Temui menteri Malaysia, Karding sampaikan masalah pekerja migran

6 hours ago 3

Jakarta (ANTARA) - Menteri Pelindungan Pekerja Migran Indonesia (P2MI) Abdul Kadir Karding mengatakan upah pekerja migran Indonesia (PMI) di sektor perkebunan Malaysia yang belum memenuhi standar hidup layak adalah salah satu masalah yang perlu mendapat perhatian dan penyelesaian.

Persoalan upah dan sejumlah masalah mendesak lain yang terkait dengan PMI di negeri jiran itu diungkapkan Karding saat dia bertemu Menteri Sumber Daya Manusia Malaysia Steven Sim Chee Keong di Kuala Lumpur, demikian pernyataan pers Kementerian P2MI di Jakarta, Sabtu.

"Hasil studi Koalisi Buruh Migran Berdaulat pada Februari 2025 menunjukkan mayoritas PMI di perkebunan hanya menerima upah di bawah 2.540 Ringgit Malaysia (sekitar Rp9juta) per bulan. Ini jelas belum memenuhi standar hidup layak," katanya seperti dikutip pernyataan pers Kementerian P2MI.

Karding juga menyoroti praktek rekrutmen yang tidak transparan dan menyalahi kesepakatan antara dua negara.

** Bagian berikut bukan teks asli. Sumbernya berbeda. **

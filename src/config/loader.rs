//! Configuration loading from disk.

use std::fs;
use std::path::Path;
use thiserror::Error;

use crate::config::schema::ClientConfig;
use crate::config::validation::{validate_config, ValidationError};

/// Why a configuration could not be loaded.
#[derive(Debug, Error)]
pub enum ConfigError {
    #[error("IO error: {0}")]
    Io(#[from] std::io::Error),

    #[error("Parse error: {0}")]
    Parse(#[from] toml::de::Error),

    #[error("Validation failed: {}", join_errors(.0))]
    Validation(Vec<ValidationError>),
}

fn join_errors(errors: &[ValidationError]) -> String {
    errors
        .iter()
        .map(ValidationError::to_string)
        .collect::<Vec<_>>()
        .join(", ")
}

/// Parse and validate configuration from TOML text.
pub fn parse_config(content: &str) -> Result<ClientConfig, ConfigError> {
    let config: ClientConfig = toml::from_str(content).map_err(ConfigError::Parse)?;
    validate_config(&config).map_err(ConfigError::Validation)?;
    Ok(config)
}

/// Load and validate configuration from a TOML file.
pub fn load_config(path: &Path) -> Result<ClientConfig, ConfigError> {
    let content = fs::read_to_string(path).map_err(ConfigError::Io)?;
    parse_config(&content)
}

#[cfg(test)]
mod tests {
    use super::*;

    #[test]
    fn test_parse_error() {
        let err = parse_config("servers = 3").unwrap_err();
        assert!(matches!(err, ConfigError::Parse(_)));
    }

    #[test]
    fn test_validation_error_display() {
        let err = parse_config("servers = []").unwrap_err();
        assert_eq!(
            err.to_string(),
            "Validation failed: servers: at least one server is required"
        );
    }

    #[test]
    fn test_missing_file() {
        let err = load_config(Path::new("/nonexistent/solr-client.toml")).unwrap_err();
        assert!(matches!(err, ConfigError::Io(_)));
        assert!(std::error::Error::source(&err).is_some());
    }

    #[test]
    fn test_every_validation_error_listed() {
        let err = parse_config(
            r#"
servers = ["http://a:8983/solr", "http://b:8983/solr"]

[load_balancer]
strategy = "single"

[timeouts]
request_secs = 0
"#,
        )
        .unwrap_err();
        assert_eq!(
            err.to_string(),
            "Validation failed: load_balancer.strategy: 'single' accepts exactly one server, \
             timeouts.request_secs: must be greater than 0"
        );
    }
}
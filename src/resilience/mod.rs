//! Resilience subsystem.
//!
//! # Data Flow
//! ```text
//! Attempt against a server fails:
//!     → FailedRequest appended to the QueryContext
//!     → retries.rs (RetryPolicy::should_retry)
//!     → RetryServer(s) | Retry | Fail back to the dispatch engine
//! ```
//!
//! # Design Decisions
//! - Timeouts are enforced by the transport, not here
//! - Termination of the retry loop is entirely the policy's job

pub mod retries;

pub use retries::{AtMost, RetryDecision, RetryPolicy, TryAvailableServers, TryNextServer, TryOnce};
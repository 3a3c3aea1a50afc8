//! Server descriptor.

use std::fmt;
use std::str::FromStr;
use thiserror::Error;
use url::Url;

/// Rejected server address.
#[derive(Debug, Error)]
#[error("invalid server address '{address}': {source}")]
pub struct ServerAddressError {
    pub address: String,
    #[source]
    pub source: url::ParseError,
}

/// A single Solr server, identified by its base URL.
///
/// The base URL is normalized once: query string and fragment are dropped
/// and trailing slashes are stripped, so `http://solr:8983/solr/` and
/// `http://solr:8983/solr` describe the same server.
#[derive(Debug, Clone, PartialEq, Eq, Hash)]
pub struct SolrServer {
    base_url: String,
}

impl SolrServer {
    /// Parse and normalize a server address.
    pub fn new(address: &str) -> Result<Self, ServerAddressError> {
        let mut url = Url::parse(address.trim()).map_err(|source| ServerAddressError {
            address: address.to_string(),
            source,
        })?;
        url.set_query(None);
        url.set_fragment(None);

        let base_url = url.as_str().trim_end_matches('/').to_string();
        Ok(Self { base_url })
    }

    /// The normalized base URL, without trailing slash.
    pub fn base_url(&self) -> &str {
        &self.base_url
    }
}

impl FromStr for SolrServer {
    type Err = ServerAddressError;

    fn from_str(s: &str) -> Result<Self, Self::Err> {
        Self::new(s)
    }
}

impl fmt::Display for SolrServer {
    fn fmt(&self, f: &mut fmt::Formatter<'_>) -> fmt::Result {
        f.write_str(&self.base_url)
    }
}
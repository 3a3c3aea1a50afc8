//! Response body codecs.

use serde_json::Value;
use std::fmt;

use crate::error::CodecError;

/// Decoded search response.
#[derive(Debug, Clone, PartialEq)]
pub struct QueryResponse {
    body: Value,
}

impl QueryResponse {
    pub fn new(body: Value) -> Self {
        Self { body }
    }

    /// `responseHeader.status`.
    pub fn status(&self) -> Option<i64> {
        self.body.pointer("/responseHeader/status").and_then(Value::as_i64)
    }

    /// `responseHeader.QTime` in milliseconds.
    pub fn qtime(&self) -> Option<i64> {
        self.body.pointer("/responseHeader/QTime").and_then(Value::as_i64)
    }

    /// `response.numFound`.
    pub fn num_found(&self) -> Option<u64> {
        self.body.pointer("/response/numFound").and_then(Value::as_u64)
    }

    /// `response.docs`, empty when absent.
    pub fn documents(&self) -> &[Value] {
        self.body
            .pointer("/response/docs")
            .and_then(Value::as_array)
            .map(Vec::as_slice)
            .unwrap_or(&[])
    }

    /// `error.msg` from an error envelope.
    pub fn error_message(&self) -> Option<&str> {
        self.body.pointer("/error/msg").and_then(Value::as_str)
    }

    pub fn body(&self) -> &Value {
        &self.body
    }

    pub fn into_body(self) -> Value {
        self.body
    }
}

/// Turns a response body into a [`QueryResponse`].
pub trait ResponseCodec: Send + Sync + fmt::Debug {
    /// Value sent as the `wt` request parameter.
    fn writer_type(&self) -> &str;

    /// MIME type the server answers with for this writer type.
    fn content_type(&self) -> &str;

    /// Decode `body`, encoded in `charset`.
    fn decode(&self, body: &[u8], charset: &str) -> Result<QueryResponse, CodecError>;
}

/// `wt=json`.
#[derive(Debug, Default, Clone, Copy)]
pub struct JsonCodec;

impl ResponseCodec for JsonCodec {
    fn writer_type(&self) -> &str {
        "json"
    }

    fn content_type(&self) -> &str {
        "application/json"
    }

    fn decode(&self, body: &[u8], charset: &str) -> Result<QueryResponse, CodecError> {
        if !charset.eq_ignore_ascii_case("utf-8") && !charset.eq_ignore_ascii_case("utf8") {
            return Err(CodecError::UnsupportedCharset(charset.to_string()));
        }
        let body: Value = serde_json::from_slice(body)?;
        Ok(QueryResponse::new(body))
    }
}

#[cfg(test)]
mod tests {
    use super::*;
    use serde_json::json;

    #[test]
    fn test_accessors() {
        let body = br#"{
            "responseHeader": {"status": 0, "QTime": 3},
            "response": {"numFound": 2, "start": 0, "docs": [{"id": "1"}, {"id": "2"}]}
        }"#;
        let resp = JsonCodec.decode(body, "UTF-8").unwrap();
        assert_eq!(resp.status(), Some(0));
        assert_eq!(resp.qtime(), Some(3));
        assert_eq!(resp.num_found(), Some(2));
        assert_eq!(resp.documents()[1], json!({"id": "2"}));
        assert_eq!(resp.error_message(), None);
    }

    #[test]
    fn test_error_envelope() {
        let resp = JsonCodec.decode(br#"{"error":{"msg":"down","code":503}}"#, "utf-8").unwrap();
        assert_eq!(resp.error_message(), Some("down"));
        assert!(resp.documents().is_empty());
    }

    #[test]
    fn test_malformed_and_charset() {
        assert!(matches!(
            JsonCodec.decode(b"<html>", "utf-8"),
            Err(CodecError::Malformed(_))
        ));
        assert!(matches!(
            JsonCodec.decode(b"{}", "ISO-8859-1"),
            Err(CodecError::UnsupportedCharset(_))
        ));
    }
}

"Masih banyak pekerja dibebani biaya rekrutmen tinggi, padahal Indonesia dan Malaysia sudah menyepakati skema zero cost recruitment. Ketidakpatuhan ini justru memperpanjang rantai utang dan kerentanan mereka," katanya.

Menurut Karding, tingginya jumlah PMI ilegal semakin memperumit masalah, di mana sekitar 90 persen PMI di sektor perkebunan Sabah tidak memiliki dokumen keimigrasian yang sah.

"Ini sangat mengkhawatirkan. Mereka jadi rentan terhadap eksploitasi, kriminalisasi, dan kesulitan mengakses perlindungan hukum maupun layanan dasar seperti kesehatan dan pendidikan," ucap dia.

Baca juga: SBMI kutuk penembakan pekerja migran Indonesia di Malaysia

Karding menilai bahwa legalitas pekerja migran seharusnya menjadi bagian dari kerangka pengawasan ketenagakerjaan di Malaysia.

Selain itu, kurangnya pengawasan dari otoritas ketenagakerjaan Malaysia, terutama di kawasan pedalaman, menimbulkan banyak pelanggaran hak dasar pekerja yang luput dari pantauan.

"Pengawasan terbatas membuka celah pelanggaran terhadap Akta Kerja 1955 dan standar ketenagakerjaan nasional Malaysia," katanya.

Kemudian, minimnya akses pendidikan dan tidak adanya dokumen membuat kebanyakan anak PMI terpaksa ikut membantu orang tua mereka di perkebunan.

"Anak-anak ini akhirnya ikut bekerja dan ini melanggar prinsip perlindungan anak dan standar ketenagakerjaan yang adil," katanya.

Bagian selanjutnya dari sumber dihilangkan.